• What to do: Only part of the listing is needed, namely the lines from its start through the line with "authorized like any", and they should be retyped exactly.

• Data for processing:
-.-.-

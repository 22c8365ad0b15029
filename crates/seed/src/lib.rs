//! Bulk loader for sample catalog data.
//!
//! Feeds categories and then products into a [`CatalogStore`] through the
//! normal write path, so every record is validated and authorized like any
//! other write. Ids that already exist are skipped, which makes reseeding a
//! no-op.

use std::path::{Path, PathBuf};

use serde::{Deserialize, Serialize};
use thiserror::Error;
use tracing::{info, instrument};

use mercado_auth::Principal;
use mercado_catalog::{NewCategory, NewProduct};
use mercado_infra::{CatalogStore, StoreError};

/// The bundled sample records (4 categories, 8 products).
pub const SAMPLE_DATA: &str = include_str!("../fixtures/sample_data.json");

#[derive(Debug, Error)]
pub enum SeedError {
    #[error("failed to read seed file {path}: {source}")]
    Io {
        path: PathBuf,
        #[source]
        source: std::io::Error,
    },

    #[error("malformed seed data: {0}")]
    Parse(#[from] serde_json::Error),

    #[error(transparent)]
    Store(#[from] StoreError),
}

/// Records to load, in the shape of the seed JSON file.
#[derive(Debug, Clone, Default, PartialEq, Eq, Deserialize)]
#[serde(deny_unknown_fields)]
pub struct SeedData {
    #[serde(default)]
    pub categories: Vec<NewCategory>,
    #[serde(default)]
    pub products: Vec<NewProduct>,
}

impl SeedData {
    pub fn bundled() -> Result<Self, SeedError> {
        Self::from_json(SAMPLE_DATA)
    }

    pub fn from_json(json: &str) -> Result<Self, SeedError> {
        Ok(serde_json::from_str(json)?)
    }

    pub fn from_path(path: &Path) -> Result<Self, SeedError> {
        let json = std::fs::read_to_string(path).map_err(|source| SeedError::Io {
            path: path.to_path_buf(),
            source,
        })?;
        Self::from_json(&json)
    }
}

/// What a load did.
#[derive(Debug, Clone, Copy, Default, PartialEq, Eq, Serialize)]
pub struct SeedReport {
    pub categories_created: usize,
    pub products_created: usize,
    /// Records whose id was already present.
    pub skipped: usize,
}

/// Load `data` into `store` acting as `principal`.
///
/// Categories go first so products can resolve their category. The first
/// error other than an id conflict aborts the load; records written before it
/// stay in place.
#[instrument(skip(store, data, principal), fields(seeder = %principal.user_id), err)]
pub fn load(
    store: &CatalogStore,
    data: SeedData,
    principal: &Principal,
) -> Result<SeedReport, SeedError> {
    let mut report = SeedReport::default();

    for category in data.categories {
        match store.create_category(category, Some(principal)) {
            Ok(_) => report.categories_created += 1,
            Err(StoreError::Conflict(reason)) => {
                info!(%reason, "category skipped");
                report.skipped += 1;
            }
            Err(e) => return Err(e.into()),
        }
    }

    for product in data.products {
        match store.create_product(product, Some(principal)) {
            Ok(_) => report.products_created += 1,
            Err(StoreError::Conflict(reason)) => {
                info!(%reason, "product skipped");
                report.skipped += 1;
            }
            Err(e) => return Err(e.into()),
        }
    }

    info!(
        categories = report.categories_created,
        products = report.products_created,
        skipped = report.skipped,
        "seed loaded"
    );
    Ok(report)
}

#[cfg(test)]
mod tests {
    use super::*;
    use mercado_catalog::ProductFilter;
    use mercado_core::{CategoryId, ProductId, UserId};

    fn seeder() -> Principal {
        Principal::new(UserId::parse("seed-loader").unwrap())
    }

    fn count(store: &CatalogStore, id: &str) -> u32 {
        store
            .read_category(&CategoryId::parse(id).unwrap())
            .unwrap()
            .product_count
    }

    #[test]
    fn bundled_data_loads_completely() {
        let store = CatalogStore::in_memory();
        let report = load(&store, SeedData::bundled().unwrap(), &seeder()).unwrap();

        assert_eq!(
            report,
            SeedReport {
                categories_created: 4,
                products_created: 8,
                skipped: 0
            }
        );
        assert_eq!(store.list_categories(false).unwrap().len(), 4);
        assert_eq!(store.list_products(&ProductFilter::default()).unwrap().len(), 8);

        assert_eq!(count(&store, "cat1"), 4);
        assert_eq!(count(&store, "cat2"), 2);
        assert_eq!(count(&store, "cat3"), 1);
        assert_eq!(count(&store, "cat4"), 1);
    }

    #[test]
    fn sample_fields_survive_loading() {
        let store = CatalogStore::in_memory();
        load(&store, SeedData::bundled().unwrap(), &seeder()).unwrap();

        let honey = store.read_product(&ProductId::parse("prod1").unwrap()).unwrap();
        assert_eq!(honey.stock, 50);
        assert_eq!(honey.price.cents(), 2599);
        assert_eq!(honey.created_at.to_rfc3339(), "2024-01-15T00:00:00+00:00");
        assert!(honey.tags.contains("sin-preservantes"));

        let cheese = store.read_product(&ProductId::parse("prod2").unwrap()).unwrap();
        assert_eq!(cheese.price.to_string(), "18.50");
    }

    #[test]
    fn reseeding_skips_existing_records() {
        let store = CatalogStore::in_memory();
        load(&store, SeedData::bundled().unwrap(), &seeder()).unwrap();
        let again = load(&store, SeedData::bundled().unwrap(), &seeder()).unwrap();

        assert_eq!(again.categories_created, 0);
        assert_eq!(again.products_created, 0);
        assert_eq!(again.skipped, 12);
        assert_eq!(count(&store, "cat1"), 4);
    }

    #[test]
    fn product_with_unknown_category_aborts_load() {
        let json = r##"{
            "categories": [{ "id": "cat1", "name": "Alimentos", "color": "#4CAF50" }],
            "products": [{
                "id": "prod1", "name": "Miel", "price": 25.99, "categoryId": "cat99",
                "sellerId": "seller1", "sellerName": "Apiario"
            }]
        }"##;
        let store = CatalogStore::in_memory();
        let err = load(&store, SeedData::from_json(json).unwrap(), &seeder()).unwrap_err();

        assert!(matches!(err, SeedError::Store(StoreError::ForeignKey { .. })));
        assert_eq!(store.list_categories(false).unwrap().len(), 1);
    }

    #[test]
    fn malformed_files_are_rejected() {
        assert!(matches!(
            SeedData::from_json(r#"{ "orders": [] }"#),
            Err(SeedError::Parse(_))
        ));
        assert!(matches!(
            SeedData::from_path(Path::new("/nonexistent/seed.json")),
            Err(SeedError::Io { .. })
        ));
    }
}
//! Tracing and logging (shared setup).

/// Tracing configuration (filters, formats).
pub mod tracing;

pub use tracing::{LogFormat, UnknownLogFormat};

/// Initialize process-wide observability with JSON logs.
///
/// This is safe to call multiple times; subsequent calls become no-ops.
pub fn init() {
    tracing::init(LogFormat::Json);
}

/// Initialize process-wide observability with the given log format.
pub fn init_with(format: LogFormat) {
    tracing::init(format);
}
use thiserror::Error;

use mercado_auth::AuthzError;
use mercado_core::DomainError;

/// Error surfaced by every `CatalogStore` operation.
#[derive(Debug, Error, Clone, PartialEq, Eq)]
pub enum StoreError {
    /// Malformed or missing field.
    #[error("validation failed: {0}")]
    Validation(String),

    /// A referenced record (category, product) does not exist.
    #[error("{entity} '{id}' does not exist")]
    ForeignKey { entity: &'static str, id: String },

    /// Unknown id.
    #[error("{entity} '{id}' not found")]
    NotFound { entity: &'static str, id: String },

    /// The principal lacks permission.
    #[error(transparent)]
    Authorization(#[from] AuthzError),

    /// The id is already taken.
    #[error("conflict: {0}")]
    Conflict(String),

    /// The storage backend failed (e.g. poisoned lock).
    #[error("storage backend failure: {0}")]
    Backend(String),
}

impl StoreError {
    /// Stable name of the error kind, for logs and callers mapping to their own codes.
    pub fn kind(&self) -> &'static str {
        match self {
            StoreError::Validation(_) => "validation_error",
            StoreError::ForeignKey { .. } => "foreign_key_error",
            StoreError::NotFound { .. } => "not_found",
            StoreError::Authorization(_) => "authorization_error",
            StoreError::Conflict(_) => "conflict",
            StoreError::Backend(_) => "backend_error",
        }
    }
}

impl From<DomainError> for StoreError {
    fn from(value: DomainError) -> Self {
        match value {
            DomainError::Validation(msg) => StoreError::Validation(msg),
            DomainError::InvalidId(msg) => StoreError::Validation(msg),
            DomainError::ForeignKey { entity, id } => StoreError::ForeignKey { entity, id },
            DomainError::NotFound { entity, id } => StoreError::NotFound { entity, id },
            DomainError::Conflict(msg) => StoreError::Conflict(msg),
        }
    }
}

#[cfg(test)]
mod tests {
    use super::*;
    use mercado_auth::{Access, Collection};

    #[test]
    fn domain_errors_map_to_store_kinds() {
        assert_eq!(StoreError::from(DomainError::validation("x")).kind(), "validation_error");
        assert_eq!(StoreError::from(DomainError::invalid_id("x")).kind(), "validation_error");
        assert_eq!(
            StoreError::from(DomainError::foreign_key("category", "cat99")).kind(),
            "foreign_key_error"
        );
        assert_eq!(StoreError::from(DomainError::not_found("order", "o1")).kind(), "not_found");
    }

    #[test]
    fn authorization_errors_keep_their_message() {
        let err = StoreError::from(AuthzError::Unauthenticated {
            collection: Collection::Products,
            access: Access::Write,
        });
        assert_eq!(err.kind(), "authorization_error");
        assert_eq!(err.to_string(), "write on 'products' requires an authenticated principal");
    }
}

-.-.-

• Worked solution:
repository 22c8365ad0b15029
filename crates/seed/src/lib.rs
//! Bulk loader for sample catalog data.
//!
//! Feeds categories and then products into a [`CatalogStore`] through the
//! normal write path, so every record is validated and authorized like any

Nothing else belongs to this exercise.